The story started last week when Mike Seay, a grieving dad in Lindenhurst, Ill., got junk mail from OfficeMax addressed to "Mike Seay, Daughter Killed In Car Crash, or Current Business." Seay, whose 17-year-old daughter died in a wreck last year, was disturbed enough to speak with news organizations, including the NBC affiliate in Chicago and the Los Angeles Times.
The blunder “exemplifies very efficiently all the troubling things about data-driven marketing,” Ryan Calo, assistant professor of law at the University of Washington and faculty director of its Tech Policy Lab, tells Marketing Daily.
“It’s inscrutable. Why does an office supply store have information about someone’s dead kid? And in such granularity -- not just that the child is dead, but even her gender and precisely how she died? It just goes to show how promiscuous this ecosystem is.”

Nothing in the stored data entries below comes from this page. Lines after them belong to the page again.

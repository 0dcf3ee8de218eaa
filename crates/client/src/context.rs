//! Wiring for a running client.

use std::sync::Arc;

use tracing::{info, instrument};
use url::Url;

use crate::cart::{Cart, CartSync};
use crate::config::ClientConfig;
use crate::error::Result;
use crate::fetch::ApiClient;
use crate::offline::{HttpFetcher, OfflineCache};
use crate::persistence::Persistence;
use crate::session::{AuthState, HttpAuthApi, RefreshScheduler, SessionStore};
use crate::sync::{HttpReplayer, OfflineQueue, SyncHandle, SyncWorker};

/// Every store and background task of one client, built from a
/// [`ClientConfig`].
///
/// Foreground state (session and cart) and the sync worker's queue use
/// separate storage directories.
pub struct ClientContext {
    config: ClientConfig,
    session: SessionStore,
    cart: Cart,
    api: ApiClient,
    cart_sync: CartSync,
    offline: OfflineCache,
    scheduler: RefreshScheduler,
    worker: SyncWorker,
}

impl std::fmt::Debug for ClientContext {
    fn fmt(&self, f: &mut std::fmt::Formatter<'_>) -> std::fmt::Result {
        f.debug_struct("ClientContext")
            .field("api_url", &self.config.api_url.as_str())
            .field("data_dir", &self.config.data_dir)
            .finish_non_exhaustive()
    }
}

impl ClientContext {
    /// Build everything, resolve the persisted session and hydrate the cart.
    ///
    /// Returns once neither store is loading.
    ///
    /// # Errors
    ///
    /// Returns `ClientError::Http` if the HTTP client cannot be built.
    #[instrument(skip_all, fields(api_url = %config.api_url))]
    pub async fn start(config: ClientConfig) -> Result<Self> {
        let http = reqwest::Client::builder()
            .timeout(config.http_timeout)
            .build()?;

        let foreground = Persistence::on_disk(&config.foreground_dir());
        let session = SessionStore::new(
            Arc::new(HttpAuthApi::new(http.clone(), config.api_url.clone())),
            foreground.clone(),
        );
        let cart = Cart::new(foreground, config.cart.debounce);

        let (auth, ()) = tokio::join!(
            session.initialize(config.refresh.startup_buffer_secs),
            cart.hydrate()
        );

        let scheduler = RefreshScheduler::spawn(
            session.clone(),
            config.refresh.interval,
            config.refresh.buffer_secs,
        );

        let queue = OfflineQueue::new(
            Persistence::on_disk(&config.background_dir()),
            config.sync.max_attempts,
        );
        let worker = SyncWorker::spawn(
            queue,
            Arc::new(HttpReplayer::new(http.clone(), config.api_url.clone())),
            config.sync.interval,
        );

        let api = ApiClient::new(http.clone(), config.api_url.clone(), session.clone());
        let cart_sync = CartSync::new(api.clone(), worker.handle());
        let offline = OfflineCache::new(
            Arc::new(HttpFetcher::new(http)),
            site_origin(&config.api_url),
            config.offline.clone(),
        );

        info!(
            authenticated = matches!(auth, AuthState::Authenticated(_)),
            cart_items = cart.item_count(),
            "Client started"
        );

        Ok(Self {
            config,
            session,
            cart,
            api,
            cart_sync,
            offline,
            scheduler,
            worker,
        })
    }

    #[must_use]
    pub const fn config(&self) -> &ClientConfig {
        &self.config
    }

    #[must_use]
    pub const fn session(&self) -> &SessionStore {
        &self.session
    }

    #[must_use]
    pub const fn cart(&self) -> &Cart {
        &self.cart
    }

    #[must_use]
    pub const fn api(&self) -> &ApiClient {
        &self.api
    }

    #[must_use]
    pub const fn cart_sync(&self) -> &CartSync {
        &self.cart_sync
    }

    #[must_use]
    pub const fn offline(&self) -> &OfflineCache {
        &self.offline
    }

    /// Handle to the background sync worker.
    #[must_use]
    pub fn sync(&self) -> SyncHandle {
        self.worker.handle()
    }

    /// Stop the background tasks and persist any pending cart write.
    #[instrument(skip_all)]
    pub async fn shutdown(self) {
        self.scheduler.shutdown().await;
        self.worker.shutdown().await;
        self.cart.flush().await;
        info!("Client stopped");
    }
}

/// Root of the site the API is served from.
fn site_origin(api_url: &Url) -> Url {
    let mut origin = api_url.clone();
    origin.set_path("/");
    origin.set_query(None);
    origin
}
//! Authentication session store.
//!
//! [`SessionStore`] owns the current [`Session`], mirrors it to the
//! `session` collection of the foreground persistence chain, and publishes an
//! [`AuthState`] stream for consumers.
//!
//! # Lifecycle
//!
//! ```text
//! Anonymous --login/register--> Authenticated --refresh ok--> Authenticated
//!     ^                               |
//!     +------logout / refresh fail----+
//! ```
//!
//! Refreshes are serialized: a caller arriving while a refresh is in flight
//! waits for it and receives its outcome instead of issuing a second remote
//! call.

mod api;
mod error;
pub mod scheduler;
mod types;

pub use api::{AuthApi, HttpAuthApi, Registration};
pub use error::AuthError;
pub use scheduler::RefreshScheduler;
pub use types::{AuthState, RefreshOutcome, Session, User};

use std::sync::Arc;
use std::sync::atomic::{AtomicU64, Ordering};

use basket_core::{AccessToken, Email, RefreshToken};
use secrecy::SecretString;
use tokio::sync::{Mutex, RwLock, watch};
use tracing::{debug, info, instrument, warn};

use crate::persistence::Persistence;
use types::SessionRecord;

/// Collection holding the persisted session.
pub const SESSION_COLLECTION: &str = "session";

/// Owner of the authentication session.
///
/// Cheap to clone; clones share state.
#[derive(Clone)]
pub struct SessionStore {
    inner: Arc<SessionStoreInner>,
}

struct SessionStoreInner {
    api: Arc<dyn AuthApi>,
    persistence: Persistence,
    session: RwLock<Option<Session>>,
    /// Bumped whenever the session is replaced or discarded.
    generation: AtomicU64,
    /// Guards the remote refresh call and holds the last outcome.
    refresh: Mutex<RefreshOutcome>,
    /// Bumped when a refresh completes.
    refresh_epoch: AtomicU64,
    state: watch::Sender<AuthState>,
}

impl SessionStore {
    /// Create a store in the `Loading` state. Call [`initialize`](Self::initialize)
    /// to adopt a persisted session.
    #[must_use]
    pub fn new(api: Arc<dyn AuthApi>, persistence: Persistence) -> Self {
        let (state, _) = watch::channel(AuthState::Loading);
        Self {
            inner: Arc::new(SessionStoreInner {
                api,
                persistence,
                session: RwLock::new(None),
                generation: AtomicU64::new(0),
                refresh: Mutex::new(RefreshOutcome::Skipped),
                refresh_epoch: AtomicU64::new(0),
                state,
            }),
        }
    }

    /// Resolve the persisted session.
    ///
    /// A session whose access token expires within `startup_buffer_secs` is
    /// refreshed before this returns; otherwise it is adopted as-is. The store
    /// leaves `Loading` only after this completes.
    #[instrument(skip(self))]
    pub async fn initialize(&self, startup_buffer_secs: i64) -> AuthState {
        let persisted = self
            .inner
            .persistence
            .load_records::<SessionRecord>(SESSION_COLLECTION)
            .await
            .into_iter()
            .next()
            .map(|record| record.session);

        match persisted {
            None => {
                debug!("No persisted session");
                self.publish(None);
            }
            Some(session) => {
                let expired = session.is_expired(startup_buffer_secs);
                *self.inner.session.write().await = Some(session.clone());
                self.inner.generation.fetch_add(1, Ordering::SeqCst);

                if expired {
                    info!("Persisted session expired, refreshing before ready");
                    let outcome = self.refresh().await;
                    debug!(?outcome, "Startup refresh finished");
                    if outcome == RefreshOutcome::Skipped {
                        // Expired with nothing to refresh it with.
                        self.discard().await;
                    }
                } else {
                    info!(user_id = %session.user.id, "Adopted persisted session");
                    self.publish(Some(&session));
                }
            }
        }

        self.state()
    }

    /// Log in with email and password.
    ///
    /// On success the new session replaces any existing one and is persisted.
    ///
    /// # Errors
    ///
    /// Returns the server's rejection message or the transport error. The
    /// current session is left untouched.
    #[instrument(skip(self, password), fields(email = %email))]
    pub async fn login(&self, email: &Email, password: &SecretString) -> Result<Session, AuthError> {
        match self.inner.api.login(email, password).await {
            Ok(session) => {
                info!(user_id = %session.user.id, "Logged in");
                self.replace(session.clone()).await;
                Ok(session)
            }
            Err(e) => {
                warn!(error = %e, "Login failed");
                Err(e)
            }
        }
    }

    /// Create an account and log in.
    ///
    /// # Errors
    ///
    /// Same contract as [`login`](Self::login).
    #[instrument(skip(self, registration), fields(email = %registration.email))]
    pub async fn register(&self, registration: &Registration) -> Result<Session, AuthError> {
        match self.inner.api.register(registration).await {
            Ok(session) => {
                info!(user_id = %session.user.id, "Registered");
                self.replace(session.clone()).await;
                Ok(session)
            }
            Err(e) => {
                warn!(error = %e, "Registration failed");
                Err(e)
            }
        }
    }

    /// Request a magic sign-in link. No session is created here; the link is
    /// completed out of band.
    ///
    /// # Errors
    ///
    /// Returns the server's rejection message or the transport error.
    #[instrument(skip(self), fields(email = %email))]
    pub async fn login_with_magic_link(&self, email: &Email) -> Result<(), AuthError> {
        self.inner.api.magic_link(email).await
    }

    /// Log out.
    ///
    /// The remote call is best-effort; the local session and its persisted
    /// copy are always cleared.
    #[instrument(skip(self))]
    pub async fn logout(&self) {
        let token = self.access_token().await;
        if let Err(e) = self.inner.api.logout(token.as_ref()).await {
            warn!(error = %e, "Remote logout failed, clearing local session anyway");
        }
        self.discard().await;
        info!("Logged out");
    }

    /// Exchange the refresh token for a new session.
    ///
    /// Without a refresh token this is a no-op. A refused refresh discards the
    /// session. Concurrent callers share one remote call.
    #[instrument(skip(self))]
    pub async fn refresh(&self) -> RefreshOutcome {
        let observed_epoch = self.inner.refresh_epoch.load(Ordering::SeqCst);
        let mut last = self.inner.refresh.lock().await;

        if self.inner.refresh_epoch.load(Ordering::SeqCst) != observed_epoch {
            debug!(outcome = ?*last, "Joined refresh that completed while waiting");
            return *last;
        }

        let (token, generation) = {
            let session = self.inner.session.read().await;
            let token = session
                .as_ref()
                .map(|s| s.refresh_token.clone())
                .filter(|t| !t.is_empty());
            (token, self.inner.generation.load(Ordering::SeqCst))
        };

        let outcome = match token {
            None => RefreshOutcome::Skipped,
            Some(token) => self.exchange(&token, generation).await,
        };

        *last = outcome;
        self.inner.refresh_epoch.fetch_add(1, Ordering::SeqCst);
        outcome
    }

    async fn exchange(&self, token: &RefreshToken, generation: u64) -> RefreshOutcome {
        let result = self.inner.api.refresh(token).await;

        let mut slot = self.inner.session.write().await;
        if self.inner.generation.load(Ordering::SeqCst) != generation {
            // Login or logout won the race; their session is authoritative.
            debug!("Session changed during refresh, dropping refresh result");
            return if slot.is_some() {
                RefreshOutcome::Refreshed
            } else {
                RefreshOutcome::LoggedOut
            };
        }

        match result {
            Ok(session) => {
                info!(user_id = %session.user.id, "Session refreshed");
                self.store(&mut slot, Some(session)).await;
                RefreshOutcome::Refreshed
            }
            Err(e) => {
                warn!(error = %e, "Refresh failed, discarding session");
                self.store(&mut slot, None).await;
                RefreshOutcome::LoggedOut
            }
        }
    }

    /// Whether the access token is missing, undecodable, or expires within
    /// `buffer_seconds`.
    pub async fn is_expired(&self, buffer_seconds: i64) -> bool {
        self.inner
            .session
            .read()
            .await
            .as_ref()
            .is_none_or(|session| session.is_expired(buffer_seconds))
    }

    /// Whether a session is held and due for a proactive refresh.
    pub async fn needs_refresh(&self, buffer_seconds: i64) -> bool {
        self.inner
            .session
            .read()
            .await
            .as_ref()
            .is_some_and(|session| session.is_expired(buffer_seconds))
    }

    /// Snapshot of the current session.
    pub async fn current(&self) -> Option<Session> {
        self.inner.session.read().await.clone()
    }

    /// Current access token, if a session is held.
    pub async fn access_token(&self) -> Option<AccessToken> {
        self.inner
            .session
            .read()
            .await
            .as_ref()
            .map(|s| s.access_token.clone())
    }

    /// Latest published auth state.
    #[must_use]
    pub fn state(&self) -> AuthState {
        self.inner.state.borrow().clone()
    }

    /// The signed-in user, if any.
    #[must_use]
    pub fn user(&self) -> Option<User> {
        self.inner.state.borrow().user().cloned()
    }

    /// Whether a user is signed in.
    #[must_use]
    pub fn is_authenticated(&self) -> bool {
        matches!(*self.inner.state.borrow(), AuthState::Authenticated(_))
    }

    /// Whether the persisted session is still being resolved.
    #[must_use]
    pub fn is_loading(&self) -> bool {
        matches!(*self.inner.state.borrow(), AuthState::Loading)
    }

    /// Subscribe to auth state changes.
    #[must_use]
    pub fn subscribe(&self) -> watch::Receiver<AuthState> {
        self.inner.state.subscribe()
    }

    pub(crate) async fn replace(&self, session: Session) {
        let mut slot = self.inner.session.write().await;
        self.store(&mut slot, Some(session)).await;
    }

    async fn discard(&self) {
        let mut slot = self.inner.session.write().await;
        self.store(&mut slot, None).await;
    }

    /// Swap the session under the write lock and mirror it to storage, so
    /// persisted writes happen in the same order as in-memory ones.
    async fn store(&self, slot: &mut Option<Session>, session: Option<Session>) {
        match &session {
            Some(s) => {
                self.inner
                    .persistence
                    .save_records(SESSION_COLLECTION, &[SessionRecord::new(s.clone())])
                    .await;
            }
            None => self.inner.persistence.clear(SESSION_COLLECTION).await,
        }
        self.publish(session.as_ref());
        *slot = session;
        self.inner.generation.fetch_add(1, Ordering::SeqCst);
    }

    fn publish(&self, session: Option<&Session>) {
        let state = session.map_or(AuthState::Anonymous, |s| {
            AuthState::Authenticated(s.user.clone())
        });
        self.inner.state.send_replace(state);
    }
}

And given all the interest in privacy and retailer carelessness raised by recent breaches at such stores as Target and Neiman Marcus, including Federal Trade Commission and U.S. Senate inquiries, “this could be the tipping point,” he says. “In the same way that whale-hunting activists didn’t gain traction until they caught whale songs on tape, this may well be the incident that humanizes privacy concerns.”
Neither OfficeMax or Office Depot, which acquired OfficeMax last year, responded to Marketing Daily. But in statements to other news outlets, it blamed the gaffe on a mailing list rented from a third-party providers.
“Without all the facts, it’s hard to know exactly what the mistake was,” adds Trevor Hughes, president and CEO of IAPP, the world’s largest privacy organization, based in Portsmouth, N.H. Theoretically, he tells Marketing Daily, it might be that someone in CRM was trying to be sensitive, for example, “making sure the family didn't get a back-to-school catalog.”
But while the sloppiness of such a mailing will create “brand challenges and bad PR cycles for OfficeMax, the bigger issue is how consumer concerns about privacy are changing, and brands need to be incredibly aware of how they are handling data. There are things that may be legal but are still incredibly stupid from a brand point of view.”
He too is surprised that, amid the fast-growing concern, there hasn’t yet been a “trigger for broad consumer anger,” he says. The NSA scandal hasn't sparked it, nor has the Target breach, which exposed some quarter of all Americans.
“But marketers need to pay attention to death of a thousand cuts,” he says. “Making mistakes on privacy is going to damage your brand every time.”